Appreciate the very candid response, Dan. As I said, I currently have an opportunity to pick up an unworn SM 300 (for a very fair price), but for some reason I find myself having some slight reservations on this one. Initially, I was choosing between getting this or the 2021 SM 300; however, after seeing the 2021 version, I was sure that I didn't like it. Still, I can't seem to make up my mind on the trilogy version. Mind you, I have held the SM trilogy in person several times.

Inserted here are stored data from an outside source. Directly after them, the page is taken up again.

//! The composite rasterizer: flatten base + placed overlays into one PNG
//!
//! Pure function over decoded inputs. The output reproduces, at any target
//! resolution, the same relative layout the interactive preview showed,
//! because both sides share the percent position model and the fixed
//! base-fraction sizing rule from [`crate::canvas::geometry`].

use std::collections::HashMap;

use image::imageops::{self, FilterType};
use image::{Rgba, RgbaImage};

use crate::canvas::geometry::{contain_fit, overlay_footprint, to_pixels};
use crate::canvas::placement::PlacedLayer;
use crate::error::{Error, Result};
use crate::rendering::decode::DecodedAsset;
use crate::rendering::{Composite, RenderWarning};

/// Background fill; guarantees no transparent or undefined regions outside
/// the drawn content.
const BACKGROUND: Rgba<u8> = Rgba([255, 255, 255, 255]);

/// Flatten `layers` over `base` into a `target_w`x`target_h` PNG.
///
/// Layers are painted in list order (later on top). A layer whose asset id
/// is missing from `resolved` is omitted with a
/// [`RenderWarning::DanglingReference`]; nothing else about the composite
/// changes. Zero target dimensions fail before anything is allocated.
pub fn render(
    base: &DecodedAsset,
    layers: &[PlacedLayer],
    resolved: &HashMap<String, DecodedAsset>,
    target_w: u32,
    target_h: u32,
) -> Result<Composite> {
    if target_w == 0 || target_h == 0 {
        return Err(Error::InvalidContainer {
            width: target_w,
            height: target_h,
        });
    }
    if base.width == 0 || base.height == 0 {
        return Err(Error::ImageLoad("base image has zero dimensions".into()));
    }

    let mut canvas = RgbaImage::from_pixel(target_w, target_h, BACKGROUND);

    // Base: contain fit, centered, letterboxed on the background
    let fit = contain_fit(base.width, base.height, target_w, target_h);
    if fit.draw_width > 0 && fit.draw_height > 0 {
        let resized = imageops::resize(&base.pixels, fit.draw_width, fit.draw_height, FilterType::Triangle);
        imageops::overlay(&mut canvas, &resized, fit.offset_x, fit.offset_y);
    }

    let mut warnings = Vec::new();
    for layer in layers {
        let Some(overlay) = resolved.get(&layer.asset_id) else {
            log::warn!(
                "layer {} references missing asset '{}'; skipping",
                layer.id,
                layer.asset_id
            );
            warnings.push(RenderWarning::DanglingReference {
                layer: layer.id,
                asset_id: layer.asset_id.clone(),
            });
            continue;
        };
        let footprint = overlay_footprint(target_w, overlay.width, overlay.height, layer.scale);
        let center = to_pixels(layer.x, layer.y, target_w as f32, target_h as f32);
        draw_overlay(&mut canvas, overlay, center, footprint, layer.rotation);
    }

    let mut png_data = Vec::new();
    canvas
        .write_to(&mut std::io::Cursor::new(&mut png_data), image::ImageFormat::Png)
        .map_err(|e| Error::Encode(e.to_string()))?;

    Ok(Composite {
        width: target_w,
        height: target_h,
        png_data,
        warnings,
    })
}

/// Draw one overlay centered at `center` with the given pixel footprint,
/// rotated about its center.
fn draw_overlay(
    canvas: &mut RgbaImage,
    overlay: &DecodedAsset,
    center: (f32, f32),
    footprint: (f32, f32),
    rotation: f32,
) {
    let (fw, fh) = footprint;
    if fw < 1.0 || fh < 1.0 {
        return;
    }
    if rotation.rem_euclid(360.0) == 0.0 {
        // Axis-aligned fast path: resample once and alpha-blit
        let w = fw.round().max(1.0) as u32;
        let h = fh.round().max(1.0) as u32;
        let resized = imageops::resize(&overlay.pixels, w, h, FilterType::Triangle);
        let x = (center.0 - fw / 2.0).round() as i64;
        let y = (center.1 - fh / 2.0).round() as i64;
        imageops::overlay(canvas, &resized, x, y);
        return;
    }
    draw_rotated(canvas, overlay, center, footprint, rotation);
}

/// Inverse-mapped rotated draw: walk every destination pixel in the rotated
/// bounding box, rotate it back into overlay space, and bilinearly sample.
fn draw_rotated(
    canvas: &mut RgbaImage,
    overlay: &DecodedAsset,
    center: (f32, f32),
    footprint: (f32, f32),
    rotation: f32,
) {
    let (fw, fh) = footprint;
    let (half_w, half_h) = (fw / 2.0, fh / 2.0);
    let radians = rotation.to_radians();
    let (sin_theta, cos_theta) = radians.sin_cos();

    // Axis-aligned bounding box of the rotated rectangle, clipped to canvas
    let extent_x = half_w * cos_theta.abs() + half_h * sin_theta.abs();
    let extent_y = half_w * sin_theta.abs() + half_h * cos_theta.abs();
    let x0 = (center.0 - extent_x).floor().max(0.0) as u32;
    let y0 = (center.1 - extent_y).floor().max(0.0) as u32;
    let x1 = ((center.0 + extent_x).ceil().max(0.0) as u32).min(canvas.width());
    let y1 = ((center.1 + extent_y).ceil().max(0.0) as u32).min(canvas.height());

    for py in y0..y1 {
        for px in x0..x1 {
            let dx = px as f32 + 0.5 - center.0;
            let dy = py as f32 + 0.5 - center.1;
            // Rotate back by -theta into the overlay's unrotated frame
            let u = dx * cos_theta + dy * sin_theta;
            let v = -dx * sin_theta + dy * cos_theta;
            if u < -half_w || u >= half_w || v < -half_h || v >= half_h {
                continue;
            }
            let sx = (u + half_w) / fw * overlay.width as f32 - 0.5;
            let sy = (v + half_h) / fh * overlay.height as f32 - 0.5;
            let src = sample_bilinear(&overlay.pixels, sx, sy);
            blend_over(canvas.get_pixel_mut(px, py), src);
        }
    }
}

/// Bilinear sample with edge clamping.
fn sample_bilinear(img: &RgbaImage, x: f32, y: f32) -> Rgba<u8> {
    let max_x = (img.width() - 1) as f32;
    let max_y = (img.height() - 1) as f32;
    let x = x.clamp(0.0, max_x);
    let y = y.clamp(0.0, max_y);

    let x0 = x.floor() as u32;
    let y0 = y.floor() as u32;
    let x1 = (x0 + 1).min(img.width() - 1);
    let y1 = (y0 + 1).min(img.height() - 1);
    let tx = x - x0 as f32;
    let ty = y - y0 as f32;

    let p00 = img.get_pixel(x0, y0).0;
    let p10 = img.get_pixel(x1, y0).0;
    let p01 = img.get_pixel(x0, y1).0;
    let p11 = img.get_pixel(x1, y1).0;

    let mut out = [0u8; 4];
    for c in 0..4 {
        let top = p00[c] as f32 * (1.0 - tx) + p10[c] as f32 * tx;
        let bottom = p01[c] as f32 * (1.0 - tx) + p11[c] as f32 * tx;
        out[c] = (top * (1.0 - ty) + bottom * ty).round() as u8;
    }
    Rgba(out)
}

/// Source-over blend of a straight-alpha pixel onto the canvas.
fn blend_over(dst: &mut Rgba<u8>, src: Rgba<u8>) {
    let alpha = src.0[3] as f32 / 255.0;
    if alpha <= 0.0 {
        return;
    }
    for c in 0..3 {
        let blended = src.0[c] as f32 * alpha + dst.0[c] as f32 * (1.0 - alpha);
        dst.0[c] = blended.round() as u8;
    }
    let dst_alpha = dst.0[3] as f32 / 255.0;
    dst.0[3] = ((alpha + dst_alpha * (1.0 - alpha)) * 255.0).round() as u8;
}

#[cfg(test)]
mod tests {
    use super::*;

    fn solid(width: u32, height: u32, rgba: [u8; 4]) -> DecodedAsset {
        DecodedAsset {
            width,
            height,
            pixels: RgbaImage::from_pixel(width, height, Rgba(rgba)),
        }
    }

    fn decode_png(composite: &Composite) -> RgbaImage {
        image::load_from_memory(&composite.png_data).unwrap().to_rgba8()
    }

    fn layer(id: u64, asset_id: &str, x: f32, y: f32, scale: f32, rotation: f32) -> PlacedLayer {
        PlacedLayer {
            id,
            asset_id: asset_id.to_string(),
            x,
            y,
            scale,
            rotation,
        }
    }

    const RED: [u8; 4] = [255, 0, 0, 255];
    const BLUE: [u8; 4] = [0, 0, 255, 255];
    const GREEN: [u8; 4] = [0, 255, 0, 255];

    #[test]
    fn zero_target_dimension_fails_without_a_buffer() {
        let base = solid(8, 8, RED);
        let err = render(&base, &[], &HashMap::new(), 0, 256).unwrap_err();
        assert!(matches!(err, Error::InvalidContainer { width: 0, height: 256 }));
        let err = render(&base, &[], &HashMap::new(), 256, 0).unwrap_err();
        assert!(matches!(err, Error::InvalidContainer { .. }));
    }

    #[test]
    fn wide_base_is_letterboxed_with_white_margins() {
        // 800x400 into 1000x1000: drawn 1000x500, 250px margins top/bottom
        let base = solid(800, 400, RED);
        let composite = render(&base, &[], &HashMap::new(), 1000, 1000).unwrap();
        assert_eq!((composite.width, composite.height), (1000, 1000));
        let img = decode_png(&composite);
        assert_eq!(img.get_pixel(500, 100).0, [255, 255, 255, 255]);
        assert_eq!(img.get_pixel(500, 900).0, [255, 255, 255, 255]);
        assert_eq!(img.get_pixel(500, 249).0, [255, 255, 255, 255]);
        assert_eq!(img.get_pixel(500, 250).0, RED);
        assert_eq!(img.get_pixel(500, 500).0, RED);
        assert_eq!(img.get_pixel(0, 500).0, RED);
        assert_eq!(img.get_pixel(999, 500).0, RED);
    }

    #[test]
    fn overlay_paints_its_footprint_at_the_center() {
        // 200px target: unscaled footprint is 30px wide; 2:1 logo -> 15 tall
        let base = solid(200, 200, RED);
        let mut resolved = HashMap::new();
        resolved.insert("logo".to_string(), solid(2, 1, BLUE));

        let layers = vec![layer(0, "logo", 50.0, 50.0, 1.0, 0.0)];
        let composite = render(&base, &layers, &resolved, 200, 200).unwrap();
        assert!(composite.warnings.is_empty());
        let img = decode_png(&composite);
        assert_eq!(img.get_pixel(100, 100).0, BLUE);
        assert_eq!(img.get_pixel(86, 100).0, BLUE);
        assert_eq!(img.get_pixel(113, 100).0, BLUE);
        assert_eq!(img.get_pixel(83, 100).0, RED);
        assert_eq!(img.get_pixel(100, 110).0, RED); // past the 15px height
    }

    #[test]
    fn rotation_by_quarter_turn_swaps_the_footprint_axes() {
        let base = solid(200, 200, RED);
        let mut resolved = HashMap::new();
        resolved.insert("logo".to_string(), solid(2, 1, BLUE));

        // Wide 30x15 logo rotated 90 degrees becomes tall 15x30
        let layers = vec![layer(0, "logo", 50.0, 50.0, 1.0, 90.0)];
        let composite = render(&base, &layers, &resolved, 200, 200).unwrap();
        let img = decode_png(&composite);
        assert_eq!(img.get_pixel(100, 100).0, BLUE);
        assert_eq!(img.get_pixel(100, 88).0, BLUE);
        assert_eq!(img.get_pixel(100, 112).0, BLUE);
        assert_eq!(img.get_pixel(88, 100).0, RED);
        assert_eq!(img.get_pixel(112, 100).0, RED);
    }

    #[test]
    fn later_layers_paint_over_earlier_ones() {
        let base = solid(100, 100, RED);
        let mut resolved = HashMap::new();
        resolved.insert("first".to_string(), solid(1, 1, BLUE));
        resolved.insert("second".to_string(), solid(1, 1, GREEN));

        let layers = vec![
            layer(0, "first", 50.0, 50.0, 1.0, 0.0),
            layer(1, "second", 50.0, 50.0, 1.0, 0.0),
        ];
        let composite = render(&base, &layers, &resolved, 100, 100).unwrap();
        let img = decode_png(&composite);
        assert_eq!(img.get_pixel(50, 50).0, GREEN);
    }

    #[test]
    fn dangling_layer_is_omitted_with_one_warning() {
        let base = solid(100, 100, RED);
        let mut resolved = HashMap::new();
        resolved.insert("present".to_string(), solid(1, 1, BLUE));

        let layers = vec![
            layer(0, "present", 25.0, 50.0, 1.0, 0.0),
            layer(1, "deleted", 75.0, 50.0, 1.0, 0.0),
        ];
        let composite = render(&base, &layers, &resolved, 100, 100).unwrap();
        assert_eq!(composite.warnings.len(), 1);
        assert_eq!(
            composite.warnings[0],
            RenderWarning::DanglingReference {
                layer: 1,
                asset_id: "deleted".to_string()
            }
        );
        let img = decode_png(&composite);
        assert_eq!(img.get_pixel(25, 50).0, BLUE);
        assert_eq!(img.get_pixel(75, 50).0, RED); // nothing painted there
    }

    #[test]
    fn transparent_overlay_pixels_leave_the_base_visible() {
        let base = solid(100, 100, RED);
        let mut resolved = HashMap::new();
        resolved.insert("ghost".to_string(), solid(2, 2, [0, 0, 255, 0]));

        let layers = vec![layer(0, "ghost", 50.0, 50.0, 1.0, 45.0)];
        let composite = render(&base, &layers, &resolved, 100, 100).unwrap();
        let img = decode_png(&composite);
        assert_eq!(img.get_pixel(50, 50).0, RED);
    }

    #[test]
    fn layer_at_clamped_corner_still_renders() {
        let base = solid(100, 100, RED);
        let mut resolved = HashMap::new();
        resolved.insert("logo".to_string(), solid(1, 1, BLUE));

        // Center at (0,0): three quarters of the footprint hang off-canvas
        let layers = vec![layer(0, "logo", 0.0, 0.0, 1.0, 30.0)];
        let composite = render(&base, &layers, &resolved, 100, 100).unwrap();
        let img = decode_png(&composite);
        assert_eq!(img.get_pixel(2, 2).0, BLUE);
    }

    #[test]
    fn full_rotations_take_the_fast_path_result() {
        let base = solid(200, 200, RED);
        let mut resolved = HashMap::new();
        resolved.insert("logo".to_string(), solid(2, 1, BLUE));

        let plain = render(
            &base,
            &[layer(0, "logo", 50.0, 50.0, 1.0, 0.0)],
            &resolved,
            200,
            200,
        )
        .unwrap();
        let wrapped = render(
            &base,
            &[layer(0, "logo", 50.0, 50.0, 1.0, 720.0)],
            &resolved,
            200,
            200,
        )
        .unwrap();
        assert_eq!(plain.png_data, wrapped.png_data);
    }
}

I currently have a self-imposed one-in-one-out rule (too many watches already), so I feel that I really need to like a watch before I get it. I can't seem put my finger on it, but I'm not sure where my hesitation is coming from. I love the Seamaster design and history, and the 1957 reissue is probably the best SM that money can buy right now (at a fair price). Anyway, I still have some time to decide so I will continue to read and sleep a bit more on this before making up my mind. I think I enjoy this "research" phase more anyways compared to actually owning the watch.


----------



## Sloopjohnb

Dan has a point with the dial but I find the Trilogy SM less shiny than the 300MC which I also had. I would prefer brushed tops of the lugs but after four years I have a few dings and small scratches there, as well as on the inner bezel ring. As Dan said, the used look tones it down.
There has also been criticism on the fauxtina which together with the faded dial colour is to give it a vintage look. The lugs are rather long and the bracelet which doesn‘t taper and has a rather big clasp has also not gone down well with everyone.

The Trilogy is a great watch for people like me who have a small wrist (16cm). The long lugs still work because of the short endlinks and the narrow bezel adds to the smaller look. The 300MC by comparison looked like a hockey puck on me despite the size difference being only 2mm. I like the clean dial with the minimal writing and the fauxtina as well which gives it a warmer overall look. Getting a leather strap and a Nato on top is also great. I switch a lot between the bracelet and the Nato and have bought a perlon strap as well. For me it is the (nearly) perfect watch.


----------



## solesman

If you already have some reservations that you can't quite put your finger on then by all means take your time. I went through that with several watches that I desperately wanted to love but never could love enough to buy them. Best to move on in that instance. The 2021 300 actually looked better in person to me.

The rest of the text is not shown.